Sturminster Marshall

Ken Ayres takes his camera to a village that is a mixture of ancient and modern

1.    Sturminster Marshall has the thatch one would expect in an ancient village but also more than its fair share of modern buildings – even an industrial estate. Even so, Pevsner’s comment that ‘the rest of the village is half tatty and half cheaply re-built’ seems a little harsh.
2.    The church of St Mary the Virgin stands on the site of earlier Saxon buildings. The present building was originally 12th-century but was much altered in the 19th century; this was partly out of necessity since the tower fell down in 1802. The parish used to include Hamworthy, Lytchett Minster and Corfe Mullen.
3.    This funerary helmet in the church dates from the time of the Civil War and was found being used as a coal scuttle in a nearby cottage!
4.    The brass in the aisle of St Mary’s to Henry Helme, vicar here in the 16th century and, in the words of the inscription, a friend and father of the poor. The patronage of the living was originally held by a leper colony in France, reverted to the Crown during the Hundred Years’ War and was given to Eton College by Henry VI; a number of vicars have been former Eton ‘beaks’.
5.    There has been a maypole on the village green since perhaps as far back as 1101. The most recent version is surmounted by a weathervane in the shape of a water rat, which is the village’s emblem: the Stour runs nearby and just to the north-east of the village is White Mill Bridge. The first bridge over the Stour here was built in 1175, the oldest in Dorset.
6.    This line of thatched cottages fell derelict but was restored in the 1960s by the Society for the Protection of Ancient Buildings in memory of Thomas Hardy. They had to be restored again ten years later after a serious fire.
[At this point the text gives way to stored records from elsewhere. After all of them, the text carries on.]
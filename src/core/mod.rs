//! Core business logic module
//!
//! This module provides the core application layer including:
//! - The catalog service for book creation, deletion and listings
//! - Review statistics, listing orders and rankings
//! - Configuration management
//! - Structured logging system
//! - Error handling and type system
//! - Title and author-list normalization

pub mod config;
pub mod error;
pub mod logging;
pub mod reviews;
pub mod services;
pub mod sorting;
pub mod stats;
pub mod text;

pub use config::{CliArgs, Command, Config};
pub use error::{CatalogError, ErrorContext, ErrorResponse, Result};
pub use logging::Logger;
pub use reviews::{ReviewRanker, DEFAULT_REVIEW_LIMIT};
pub use services::{
    AuthorWithBooks, BookWithAuthors, CatalogService, CreateBookParams, DeletedBook, NewReview,
    UserWithReviews,
};
pub use sorting::{ExceptionalSelector, Ranking, SortDispatcher, SortToken};
pub use stats::{BookWithStats, StatsProjector};
pub use text::{title_case, AuthorListParser};
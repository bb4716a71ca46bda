//! Best and worst reviews of a single book

use crate::db::models::Review;

/// Number of reviews selected when the caller does not ask for a limit
pub const DEFAULT_REVIEW_LIMIT: usize = 3;

/// Selects a book's highest- or lowest-scored reviews
pub struct ReviewRanker;

impl ReviewRanker {
    /// Up to `n` reviews, highest score first; equal scores keep input order
    pub fn top(mut reviews: Vec<Review>, n: usize) -> Vec<Review> {
        reviews.sort_by(|a, b| b.score.cmp(&a.score));
        reviews.truncate(n);
        reviews
    }

    /// Up to `n` reviews, lowest score first; equal scores keep input order
    pub fn bottom(mut reviews: Vec<Review>, n: usize) -> Vec<Review> {
        reviews.sort_by(|a, b| a.score.cmp(&b.score));
        reviews.truncate(n);
        reviews
    }
}
//! Database models
//!
//! Data structures representing database tables

use serde::{Deserialize, Serialize};

/// Book record in the database
#[derive(Debug, Clone, PartialEq, Serialize, Deserialize)]
pub struct Book {
    pub id: String,
    pub title: String,
    pub pages: i32,
    pub year: i32,
    pub created_at: String,
}

/// Author record in the database
#[derive(Debug, Clone, PartialEq, Serialize, Deserialize)]
pub struct Author {
    pub id: String,
    pub name: String,
    pub created_at: String,
}

/// Join record linking a book to one of its authors
#[derive(Debug, Clone, PartialEq, Serialize, Deserialize)]
pub struct BookAuthor {
    pub book_id: String,
    pub author_id: String,
    /// Association order within the book, starting at 0
    pub position: i32,
}

/// Review record in the database
#[derive(Debug, Clone, PartialEq, Serialize, Deserialize)]
pub struct Review {
    pub id: String,
    pub title: String,
    pub description: String,
    pub score: i32,
    pub book_id: String,
    pub user_id: String,
    pub created_at: String,
}

/// User record in the database
#[derive(Debug, Clone, PartialEq, Serialize, Deserialize)]
pub struct User {
    pub id: String,
    pub name: String,
    pub created_at: String,
}
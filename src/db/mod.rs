//! Database module
//!
//! This module provides database management functionality including:
//! - Database connection pool management
//! - Repository pattern implementations
//! - Database migrations
//! - Data models and schemas

pub mod manager;
pub mod migrations;
pub mod models;
pub mod repository;

pub use manager::DatabaseManager;
pub use models::{Author, Book, BookAuthor, Review, User};
pub use repository::{
    AuthorRepository, BookRepository, Repository, ReviewRepository, UserRepository,
};
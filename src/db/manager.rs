//! Database manager implementation
//!
//! This module provides database connection management with:
//! - SQLite connection pool using r2d2
//! - Synchronous execution and transaction scopes
//! - Database backup functionality
//! - Error handling integration with CatalogError

use crate::core::error::{CatalogError, ErrorContext, Result};
use r2d2::{Pool, PooledConnection};
use r2d2_sqlite::SqliteConnectionManager;
use rusqlite::{Connection, Transaction};
use std::path::{Path, PathBuf};
use std::time::Duration;
use tracing::{debug, warn};

/// Database manager with connection pool
pub struct DatabaseManager {
    pool: Pool<SqliteConnectionManager>,
    db_path: PathBuf,
}

impl DatabaseManager {
    /// Create a new DatabaseManager with the specified database path and pool size
    pub fn new(db_path: &Path, pool_size: u32, busy_timeout: Duration) -> Result<Self> {
        if let Some(parent) = db_path.parent() {
            if !parent.as_os_str().is_empty() {
                std::fs::create_dir_all(parent)
                    .with_context(|| format!("Failed to create directory {:?}", parent))?;
            }
        }

        let manager = SqliteConnectionManager::file(db_path).with_init(move |conn| {
            conn.execute_batch("PRAGMA foreign_keys = ON;")?;
            conn.busy_timeout(busy_timeout)?;
            conn.execute_batch("PRAGMA journal_mode = WAL;")?;
            Ok(())
        });

        let pool = Pool::builder()
            .max_size(pool_size)
            .connection_timeout(Duration::from_secs(30))
            .build(manager)
            .map_err(|e| CatalogError::PoolError(e.to_string()))?;

        let manager = Self {
            pool,
            db_path: db_path.to_path_buf(),
        };

        manager.migrate()?;

        Ok(manager)
    }

    /// Create a new DatabaseManager with an in-memory database for testing
    pub fn new_in_memory() -> Result<Self> {
        let manager = SqliteConnectionManager::memory().with_init(|conn| {
            conn.execute_batch("PRAGMA foreign_keys = ON;")?;
            Ok(())
        });

        // Every pooled connection to :memory: is a separate database, so the
        // pool holds exactly one connection that is never recycled.
        let pool = Pool::builder()
            .max_size(1)
            .idle_timeout(None)
            .max_lifetime(None)
            .connection_timeout(Duration::from_secs(30))
            .build(manager)
            .map_err(|e| CatalogError::PoolError(e.to_string()))?;

        let manager = Self {
            pool,
            db_path: PathBuf::from(":memory:"),
        };

        manager.migrate()?;

        Ok(manager)
    }

    /// Get a connection from the pool
    pub fn get_connection(&self) -> Result<PooledConnection<SqliteConnectionManager>> {
        self.pool
            .get()
            .map_err(|e| CatalogError::PoolError(e.to_string()))
    }

    /// Run a database operation on a pooled connection
    pub fn execute<F, T>(&self, f: F) -> Result<T>
    where
        F: FnOnce(&Connection) -> Result<T>,
    {
        let conn = self.get_connection()?;
        f(&conn)
    }

    /// Run a database operation as one atomic scope
    ///
    /// The transaction is committed if the closure returns Ok and rolled back
    /// if it returns Err. The closure must only use the transaction it is
    /// given; taking a second pooled connection inside it can deadlock.
    pub fn transaction<F, T>(&self, f: F) -> Result<T>
    where
        F: FnOnce(&Transaction<'_>) -> Result<T>,
    {
        let mut conn = self.get_connection()?;
        let tx = conn.transaction()?;

        match f(&tx) {
            Ok(result) => {
                tx.commit()?;
                debug!("Transaction committed");
                Ok(result)
            }
            Err(e) => {
                // Dropping the transaction rolls it back; do it explicitly to
                // surface rollback failures in the log.
                if let Err(rollback_err) = tx.rollback() {
                    warn!(error = %rollback_err, "Rollback failed");
                }
                warn!(error = %e, "Transaction rolled back");
                Err(e)
            }
        }
    }

    /// Execute database migrations
    pub fn migrate(&self) -> Result<()> {
        let mut conn = self.get_connection()?;
        crate::db::migrations::run_migrations(&mut conn)
    }

    /// Backup the database to the specified path
    ///
    /// This creates a consistent backup of the database using SQLite's backup API.
    pub fn backup(&self, backup_path: &Path) -> Result<()> {
        if let Some(parent) = backup_path.parent() {
            std::fs::create_dir_all(parent)?;
        }

        let src_conn = self.get_connection()?;
        let mut dst_conn = Connection::open(backup_path)?;

        let backup = rusqlite::backup::Backup::new(&src_conn, &mut dst_conn)?;
        backup.run_to_completion(5, Duration::from_millis(250), None)?;

        Ok(())
    }

    /// Get the database file path
    pub fn db_path(&self) -> &Path {
        &self.db_path
    }

    /// Get the current pool size
    pub fn pool_size(&self) -> u32 {
        self.pool.max_size()
    }
}

impl Clone for DatabaseManager {
    fn clone(&self) -> Self {
        Self {
            pool: self.pool.clone(),
            db_path: self.db_path.clone(),
        }
    }
}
7.    The stone cross in the churchyard dates from the 15th century. Nearby is ‘Lampeland’: land endowed by Richard Phelips of Charborough in 1560 to endow a lamp in the church.
8.    There is still an agricultural feel to the older part of Sturminster Marshall, with Church Farm close to St Mary’s. The ‘Marshall’ of the village name was William Marshall (1146-1219), the first Earl of Pembroke, who was one of the witnesses to Magna Carta.